Some time in the fall of 1833, I went to Platteville, where I found only about two or three rude structures called houses. Maj. Rountree and family were there, James R. Vineyard and family, and a Mr. Phelps. There may have been others, but if so I am unable to recall them now.


It was in 1834, I think, that Mr. Aaron Boice built the first house ever erected on the present site of Lancaster. (This was built by Nahem Dudley .- ED.) This stood near the Big Spring, and hard by the spot where now the woolen mill stands.

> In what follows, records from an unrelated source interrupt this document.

use std::collections::HashSet;

use crate::models::{Status, Team, placeholder_team};
use crate::services::grouping::university_ranks;
use crate::services::reveal::RevealSequence;
use crate::services::row_anim::RowAnimator;
use crate::store::AppState;

/// Shown instead of the rank while it is hidden after a solve, so viewers
/// never see a transient soon-to-be-wrong rank mid-animation.
pub const RANK_PLACEHOLDER: &str = "...";

/// Everything the view layer needs to draw one row.
#[derive(Debug, Clone, PartialEq)]
pub struct RowModel {
    pub team: Team,
    pub status: Status,
    pub rank_display: String,
    pub university_rank: Option<String>,
    pub pinned: bool,
    /// Pinned rows are duplicated into the sticky region; this marks the
    /// duplicate, not the in-place row.
    pub sticky: bool,
    pub newly_solved: bool,
}

#[derive(Debug, Default, Clone, PartialEq)]
pub struct StandingsView {
    pub sticky_rows: Vec<RowModel>,
    pub rows: Vec<RowModel>,
    pub invert_color: bool,
    pub autoscroll: bool,
}

/// Assemble row models from the store: reveal snapshot selection, placeholder
/// teams for referential gaps, sub-ranks, the sticky pinned region, and the
/// rank placeholder while hidden.
pub fn build_view(
    state: &AppState,
    reveal: &RevealSequence,
    animator: &RowAnimator,
    now: f64,
) -> StandingsView {
    let standings: &[Status] = match reveal.snapshot_at(state.reveal_index().unwrap_or(0)) {
        Some(snapshot) => snapshot,
        None => &state.standings,
    };

    let sub_ranks = university_ranks(standings, &state.teams);
    let (pinned_ids, invert_color, autoscroll) = match &state.settings {
        Some(settings) => (
            settings.pinned_team_ids.iter().cloned().collect::<HashSet<_>>(),
            settings.invert_color,
            settings.autoscroll,
        ),
        None => (HashSet::new(), false, false),
    };

    let make_row = |status: &Status, sticky: bool| {
        let team = state
            .teams
            .get(&status.team_id)
            .cloned()
            .unwrap_or_else(placeholder_team);
        let rank_display = if animator.rank_hidden(&status.team_id, now) {
            RANK_PLACEHOLDER.to_string()
        } else {
            status.rank.to_string()
        };
        RowModel {
            rank_display,
            university_rank: sub_ranks.get(&status.team_id).cloned(),
            pinned: pinned_ids.contains(&status.team_id),
            sticky,
            newly_solved: animator.newly_solved(&status.team_id, now),
            team,
            status: status.clone(),
        }
    };

    let sticky_rows = standings
        .iter()
        .filter(|status| pinned_ids.contains(&status.team_id))
        .map(|status| make_row(status, true))
        .collect();
    let rows = standings.iter().map(|status| make_row(status, false)).collect();

    StandingsView {
        sticky_rows,
        rows,
        invert_color,
        autoscroll,
    }
}

#[cfg(test)]
mod tests {
    use super::*;
    use crate::models::{RevealState, Settings};
    use crate::services::config_loader::AnimationConfig;
    use std::collections::HashMap;

    fn status(team_id: &str, rank: u32, solved: u32) -> Status {
        Status {
            team_id: team_id.to_string(),
            rank,
            solved,
            penalty: 0,
            problems: Vec::new(),
            reveal_state: RevealState::None,
        }
    }

    fn team(id: &str, university: &str) -> (String, Team) {
        (
            id.to_string(),
            Team {
                id: id.to_string(),
                name: format!("Team {id}"),
                university: university.to_string(),
                country: None,
                members: Vec::new(),
            },
        )
    }

    fn state_with(standings: Vec<Status>, teams: Vec<(String, Team)>) -> AppState {
        AppState {
            standings,
            teams: teams.into_iter().collect::<HashMap<_, _>>(),
            settings: Some(Settings {
                version: 2,
                pinned_team_ids: Vec::new(),
                invert_color: false,
                autoscroll: false,
            }),
            ..Default::default()
        }
    }

    fn animator() -> RowAnimator {
        RowAnimator::new(AnimationConfig::default())
    }

    #[test]
    fn unknown_team_id_gets_the_placeholder() {
        let state = state_with(vec![status("ghost", 1, 0)], vec![team("a", "U")]);
        let view = build_view(&state, &RevealSequence::default(), &animator(), 0.0);

        assert_eq!(view.rows[0].team.name, "???");
        assert_eq!(view.rows[0].team.university, "???");
        assert_eq!(view.rows[0].university_rank, None);
    }

    #[test]
    fn pinned_rows_are_duplicated_into_the_sticky_region() {
        let mut state = state_with(
            vec![status("a", 1, 0), status("b", 2, 0)],
            vec![team("a", "U"), team("b", "U")],
        );
        state.settings.as_mut().unwrap().pinned_team_ids = vec!["b".to_string()];

        let view = build_view(&state, &RevealSequence::default(), &animator(), 0.0);
        assert_eq!(view.rows.len(), 2);
        assert_eq!(view.sticky_rows.len(), 1);
        assert_eq!(view.sticky_rows[0].team.id, "b");
        assert!(view.sticky_rows[0].sticky);
        // The in-place row is still marked pinned but not sticky.
        assert!(view.rows[1].pinned);
        assert!(!view.rows[1].sticky);
    }

    #[test]
    fn sub_ranks_ride_along() {
        let state = state_with(
            vec![status("a", 1, 0), status("b", 2, 0)],
            vec![team("a", "U"), team("b", "U")],
        );
        let view = build_view(&state, &RevealSequence::default(), &animator(), 0.0);
        assert_eq!(view.rows[0].university_rank.as_deref(), Some("1/2"));
        assert_eq!(view.rows[1].university_rank.as_deref(), Some("2/2"));
    }

    #[test]
    fn reveal_snapshot_replaces_live_standings() {
        let mut state = state_with(vec![status("live", 1, 0)], vec![]);
        state
            .broadcast
            .insert("reveal_index".to_string(), serde_json::json!(0));
        let reveal = RevealSequence::new(vec![vec![status("frozen", 1, 0)]]);

        let view = build_view(&state, &reveal, &animator(), 0.0);
        assert_eq!(view.rows.len(), 1);
        assert_eq!(view.rows[0].status.team_id, "frozen");
    }

    #[test]
    fn hidden_rank_shows_the_placeholder() {
        use crate::services::row_anim::LayoutProbe;

        struct FlatProbe;
        impl LayoutProbe for FlatProbe {
            fn offset_of(&self, _key: &str) -> Option<f32> {
                Some(0.0)
            }
            fn set_transform(&mut self, _key: &str, _offset_y: f32) {}
            fn clear_transform(&mut self, _key: &str) {}
            fn set_animating(&mut self, _key: &str, _animating: bool) {}
            fn set_stack_priority(&mut self, _key: &str, _priority: i32) {}
        }

        let state = state_with(vec![status("a", 1, 1)], vec![team("a", "U")]);
        let mut anim = animator();
        let mut probe = FlatProbe;
        anim.begin_update(&mut probe, &[]);
        anim.finish_update(&mut probe, &[status("a", 1, 0)], 0.0, false);
        anim.begin_update(&mut probe, &["a".to_string()]);
        anim.finish_update(&mut probe, &[status("a", 1, 1)], 0.0, false);

        let view = build_view(&state, &RevealSequence::default(), &anim, 100.0);
        assert_eq!(view.rows[0].rank_display, RANK_PLACEHOLDER);

        let view = build_view(&state, &RevealSequence::default(), &anim, 4001.0);
        assert_eq!(view.rows[0].rank_display, "1");
    }

    #[test]
    fn missing_settings_mean_no_pins_and_defaults() {
        let mut state = state_with(vec![status("a", 1, 0)], vec![team("a", "U")]);
        state.settings = None;
        let view = build_view(&state, &RevealSequence::default(), &animator(), 0.0);
        assert!(view.sticky_rows.is_empty());
        assert!(!view.invert_color);
        assert!(!view.autoscroll);
    }
}
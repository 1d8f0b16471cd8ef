use std::fs;

use tracing_appender::non_blocking::WorkerGuard;
use tracing_subscriber::{EnvFilter, layer::SubscriberExt, util::SubscriberInitExt};

/// Opt-in tracing setup for hosts that do not bring their own subscriber:
/// console plus a daily-rolling file under `logs/`. Keep the returned guard
/// alive for the life of the process or tail-end log lines are lost.
pub fn init_tracing() -> Option<WorkerGuard> {
    let env_filter = EnvFilter::try_from_default_env().unwrap_or_else(|_| EnvFilter::new("info"));
    let console_layer = tracing_subscriber::fmt::layer()
        .with_writer(std::io::stdout)
        .with_target(true);

    let _ = fs::create_dir_all("logs");
    let file_appender = tracing_appender::rolling::daily("logs", "liveboard.log");
    let (file_writer, file_guard) = tracing_appender::non_blocking(file_appender);
    let file_layer = tracing_subscriber::fmt::layer()
        .with_ansi(false)
        .with_writer(file_writer)
        .with_target(true);

    let init_result = tracing_subscriber::registry()
        .with(env_filter)
        .with(console_layer)
        .with(file_layer)
        .try_init();

    if let Err(err) = init_result {
        eprintln!("tracing init failed: {err}");
        return None;
    }

    Some(file_guard)
}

The first store ever started in Potosi was opened there by Messrs. Wheeler & Price in the fall of 1832. Five years later, in 1837, James R. Vineyard and one or two others engaged in mercantile pursuits at British Hollow. About this time Mr. DeTantabar had a store and smelting works at Paris, a point on Platte River, frequently visited by the largest Mississippi River steamboats. In 1841, Mr. DeTantabar became involved, and failed in business. This so discouraged him that he willfully sought his own salvation by means of a rope. And from that fatal day an evil genius seemed to brood over Paris, exerting a mysterious and uncanny influence which has brought about desolation and decay, and has obliterated almost every trace of what was once a flourishing village.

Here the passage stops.